*AIM OF THE EXERCISE:*
Once the line with "impl Index<Category> for" is found in the data, output it and each following line exactly, up to and including the line with "impl IndexMut<Category> for", and nothing before or after.

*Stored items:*
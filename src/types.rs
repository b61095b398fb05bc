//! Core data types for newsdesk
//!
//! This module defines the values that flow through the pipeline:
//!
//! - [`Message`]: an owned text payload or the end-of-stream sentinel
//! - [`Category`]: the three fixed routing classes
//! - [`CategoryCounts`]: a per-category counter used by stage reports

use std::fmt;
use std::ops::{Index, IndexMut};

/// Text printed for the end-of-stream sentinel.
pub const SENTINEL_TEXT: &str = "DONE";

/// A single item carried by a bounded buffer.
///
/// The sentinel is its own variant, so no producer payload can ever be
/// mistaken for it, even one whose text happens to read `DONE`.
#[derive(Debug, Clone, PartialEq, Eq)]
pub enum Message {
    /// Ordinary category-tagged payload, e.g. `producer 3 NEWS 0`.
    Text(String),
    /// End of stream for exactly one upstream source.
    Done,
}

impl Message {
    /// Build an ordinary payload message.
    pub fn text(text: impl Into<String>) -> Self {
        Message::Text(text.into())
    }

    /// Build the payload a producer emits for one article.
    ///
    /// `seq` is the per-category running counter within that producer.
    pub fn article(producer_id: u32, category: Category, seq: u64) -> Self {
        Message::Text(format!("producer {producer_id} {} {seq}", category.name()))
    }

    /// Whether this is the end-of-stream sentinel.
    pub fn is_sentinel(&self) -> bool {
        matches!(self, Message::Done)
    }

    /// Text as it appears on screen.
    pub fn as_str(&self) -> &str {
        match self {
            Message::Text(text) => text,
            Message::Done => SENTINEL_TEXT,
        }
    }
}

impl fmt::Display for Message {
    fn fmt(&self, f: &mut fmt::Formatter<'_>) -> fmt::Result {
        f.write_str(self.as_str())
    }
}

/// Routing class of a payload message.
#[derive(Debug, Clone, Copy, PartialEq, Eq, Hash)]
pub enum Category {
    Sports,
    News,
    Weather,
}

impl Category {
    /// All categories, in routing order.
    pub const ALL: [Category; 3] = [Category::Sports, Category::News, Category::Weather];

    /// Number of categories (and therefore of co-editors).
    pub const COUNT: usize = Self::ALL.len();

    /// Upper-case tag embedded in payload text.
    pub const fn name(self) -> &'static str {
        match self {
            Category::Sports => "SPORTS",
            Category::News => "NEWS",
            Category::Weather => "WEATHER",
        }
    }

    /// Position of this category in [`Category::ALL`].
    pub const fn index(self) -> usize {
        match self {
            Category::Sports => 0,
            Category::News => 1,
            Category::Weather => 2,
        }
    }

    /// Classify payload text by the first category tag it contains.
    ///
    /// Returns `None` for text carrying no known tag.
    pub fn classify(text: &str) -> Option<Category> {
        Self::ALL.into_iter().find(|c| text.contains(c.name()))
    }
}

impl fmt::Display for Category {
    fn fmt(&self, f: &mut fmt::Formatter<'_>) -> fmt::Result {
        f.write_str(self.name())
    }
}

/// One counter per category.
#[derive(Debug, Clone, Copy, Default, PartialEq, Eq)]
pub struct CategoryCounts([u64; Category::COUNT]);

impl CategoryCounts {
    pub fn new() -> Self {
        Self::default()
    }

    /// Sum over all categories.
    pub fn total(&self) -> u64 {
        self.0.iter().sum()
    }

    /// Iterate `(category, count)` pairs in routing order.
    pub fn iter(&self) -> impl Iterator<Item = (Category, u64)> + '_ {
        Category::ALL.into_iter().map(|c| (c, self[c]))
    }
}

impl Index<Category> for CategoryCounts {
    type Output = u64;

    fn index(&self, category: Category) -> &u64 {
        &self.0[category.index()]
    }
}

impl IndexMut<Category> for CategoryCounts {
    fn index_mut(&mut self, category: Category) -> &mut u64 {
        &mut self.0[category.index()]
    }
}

==

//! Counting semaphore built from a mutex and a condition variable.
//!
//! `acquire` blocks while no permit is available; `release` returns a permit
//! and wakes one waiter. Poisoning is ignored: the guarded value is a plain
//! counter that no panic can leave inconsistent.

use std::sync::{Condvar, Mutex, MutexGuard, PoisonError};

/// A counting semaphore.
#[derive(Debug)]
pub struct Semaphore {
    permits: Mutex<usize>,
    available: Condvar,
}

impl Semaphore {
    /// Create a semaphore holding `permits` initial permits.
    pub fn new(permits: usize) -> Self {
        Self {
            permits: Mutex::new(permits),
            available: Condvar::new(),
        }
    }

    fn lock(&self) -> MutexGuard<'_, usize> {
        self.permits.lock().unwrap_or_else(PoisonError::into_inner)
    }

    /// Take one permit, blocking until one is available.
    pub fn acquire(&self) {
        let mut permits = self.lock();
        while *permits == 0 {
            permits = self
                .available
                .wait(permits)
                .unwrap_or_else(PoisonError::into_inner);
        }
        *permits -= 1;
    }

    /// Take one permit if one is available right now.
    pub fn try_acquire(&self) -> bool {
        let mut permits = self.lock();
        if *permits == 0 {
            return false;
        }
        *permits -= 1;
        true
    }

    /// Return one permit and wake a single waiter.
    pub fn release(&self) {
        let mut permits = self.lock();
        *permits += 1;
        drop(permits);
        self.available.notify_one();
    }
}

*RESULT:*
impl Index<Category> for CategoryCounts {
    type Output = u64;

    fn index(&self, category: Category) -> &u64 {
        &self.0[category.index()]
    }
}

impl IndexMut<Category> for CategoryCounts {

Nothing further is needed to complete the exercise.